Comey uznał prośbę prezydenta za "bardzo niepokojącą"; potwierdził też w środę, że po wizycie w Białym Domu napisał notatkę służbową na temat rozmowy z Trumpem.
30 marca w rozmowie telefonicznej prezydent miał ponownie poruszyć z Comeyem sprawę dochodzenia i spytać, co można zrobić, by "rozwiać chmury" związane ze śledztwem w sprawie Rosji.
Niezależność FBI i ministerstwa sprawiedliwości do Białego Domu
Comey napisał w oświadczeniu, że tłumaczył Trumpowi, dlaczego jest rzeczą ważną, by FBI oraz ministerstwo sprawiedliwości były niezależne od Białego Domu.
Ostatnią rozmowę telefoniczną Trump i Comey przeprowadzili 11 kwietnia; prezydent spytał wtedy ówczesnego szefa FBI o to, co robi, by upublicznić fakt, że on sam nie jest objęty dochodzeniem.
Oczekuje się, że Comey - który nadzorował śledztwo w sprawie rosyjskich wątków i 9 maja został niespodziewanie zwolniony przez Trumpa ze stanowiska - odpowie w czwartek na pytania dotyczące tego, czy Trump próbował wywierać na niego naciski w związku ze śledztwem w sprawie Rosji i utrudniać to postępowanie.
Po zwolnieniu Comeya Trump powiedział w wywiadzie telewizyjnym, że gdy postanowił go usunąć ze stanowiska, miał na uwadze dochodzenie w sprawie ingerencji Rosji w ubiegłoroczne wybory w USA, nadzorowane przez szefa FBI.

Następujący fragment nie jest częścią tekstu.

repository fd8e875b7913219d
//! Shared helpers for integration tests.

#![allow(dead_code)]

pub mod source_fixtures;
pub mod tree_assertions;
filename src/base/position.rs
//! Position tracking for diagnostics
//!
//! Converts byte offsets recorded on statements into the line/column pair
//! reported to users when an instantiation fails.

use text_size::TextSize;

/// A position in source text (1-indexed line, 0-indexed column in bytes)
#[derive(Debug, Clone, Copy, PartialEq, Eq, PartialOrd, Ord, Hash)]
pub struct LineCol {
    pub line: u32,
    pub col: u32,
}

impl LineCol {
    pub fn new(line: u32, col: u32) -> Self {
        Self { line, col }
    }
}

impl std::fmt::Display for LineCol {
    fn fmt(&self, f: &mut std::fmt::Formatter<'_>) -> std::fmt::Result {
        write!(f, "{}:{}", self.line, self.col)
    }
}

/// Locate `offset` within `text`.
///
/// Offsets past the end clamp to the end of the text.
pub fn line_col(text: &str, offset: TextSize) -> LineCol {
    let offset = usize::from(offset).min(text.len());
    let before = &text.as_bytes()[..offset];
    let line = before.iter().filter(|&&b| b == b'\n').count() as u32 + 1;
    let line_start = before
        .iter()
        .rposition(|&b| b == b'\n')
        .map_or(0, |i| i + 1);
    LineCol::new(line, (offset - line_start) as u32)
}
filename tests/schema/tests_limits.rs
//! Expansion limits and concurrent instantiation.

use rstest::rstest;
use stencil::{
    MAX_INSTANTIATION_DEPTH, MAX_INSTANTIATION_NODES, ResolveError, ResolveOptions, SchemaError,
    SchemaParser, instantiate_all,
};

use crate::helpers::source_fixtures::*;

#[test]
fn test_self_referential_type_fails_closed() {
    let err = SchemaParser::default()
        .parse(SELF_REFERENTIAL)
        .unwrap()
        .resolve(&ResolveOptions::default())
        .unwrap_err();

    assert_eq!(
        err,
        ResolveError::UnboundedRecursion {
            type_name: "Chain".to_string(),
            depth: MAX_INSTANTIATION_DEPTH,
        }
    );
    assert_eq!(err.code(), "E0401");
}

#[rstest]
#[case(1)]
#[case(4)]
#[case(16)]
fn test_depth_limit_is_configurable(#[case] depth: usize) {
    let options = ResolveOptions::default().with_max_depth(depth);
    let err = SchemaParser::default()
        .parse(SELF_REFERENTIAL)
        .unwrap()
        .resolve(&options)
        .unwrap_err();
    assert!(matches!(err, ResolveError::UnboundedRecursion { depth: d, .. } if d == depth));
}

#[test]
fn test_node_budget() {
    let text = format!("{PAIR_DEF}\n[1000]Pair<str,int> many\n");
    let options = ResolveOptions::default().with_max_nodes(500);
    let err = SchemaParser::default()
        .parse(&text)
        .unwrap()
        .resolve(&options)
        .unwrap_err();
    assert_eq!(err, ResolveError::ExpansionLimit { limit: 500 });
}

#[rstest]
#[case("type Big = [300000]num\n", MAX_INSTANTIATION_NODES)]
#[case("type Huge = [4000000000]num\n", MAX_INSTANTIATION_NODES)]
#[case("type Endless = [99999999999999999999999]num\n", MAX_INSTANTIATION_NODES)]
fn test_array_alias_is_bounded_at_parse(#[case] text: &str, #[case] limit: usize) {
    let err = SchemaParser::default().parse(text).unwrap_err();
    assert_eq!(
        err,
        SchemaError::Definition(ResolveError::ExpansionLimit { limit })
    );
    assert_eq!(err.code(), "E0402");
}

#[test]
fn test_parser_options_bound_array_aliases() {
    let text = format!("{PAIR_DEF}\ntype Pairs = [10]Pair<str,num>\n");
    let parser = SchemaParser::default().with_options(ResolveOptions::default().with_max_nodes(29));
    assert!(matches!(
        parser.parse(&text),
        Err(SchemaError::Definition(ResolveError::ExpansionLimit { limit: 29 }))
    ));

    let parser = SchemaParser::default().with_options(ResolveOptions::default().with_max_nodes(30));
    let doc = parser.parse(&text).unwrap();
    assert_eq!(doc.types().get("Pairs").unwrap().items.len(), 10);
}

#[test]
fn test_instantiate_all_over_shared_registry() {
    let doc = SchemaParser::default()
        .parse(&format!("{PAIR_DEF}{COLOR_ENUM}{PAGE_DEF}"))
        .unwrap();
    let types = doc.types();

    let requests = (1..=32)
        .map(|n| format!("[{n}]Pair<str,num>"))
        .chain(["Page<Color>".to_string(), "Pair<str>".to_string()])
        .collect::<Vec<_>>();
    let results = instantiate_all(types, &requests, &ResolveOptions::default());

    assert_eq!(results.len(), requests.len());
    for (n, (request, result)) in results.iter().take(32).enumerate() {
        assert_eq!(request, &requests[n]);
        let (tree, root) = result.as_ref().unwrap();
        assert_eq!(tree[*root].items.len(), n + 1);
    }

    let (tree, page) = results[32].1.as_ref().unwrap();
    let data = tree.get_child(*page, "data").unwrap();
    assert_eq!(tree[data].items.len(), 2);
    assert!(results[33].1.is_err());
}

Kilka dni przed zwolnieniem go z funkcji szefa FBI Comey poprosił o przyznanie dodatkowych funduszy na przyspieszenie śledztwa w sprawie ingerencji Rosji w amerykańską kampanię wyborczą. Przedmiotem dochodzenia była też ewentualna "koordynacja" działań - jak to ujął Comey - między stroną rosyjską a sztabem wyborczym Trumpa.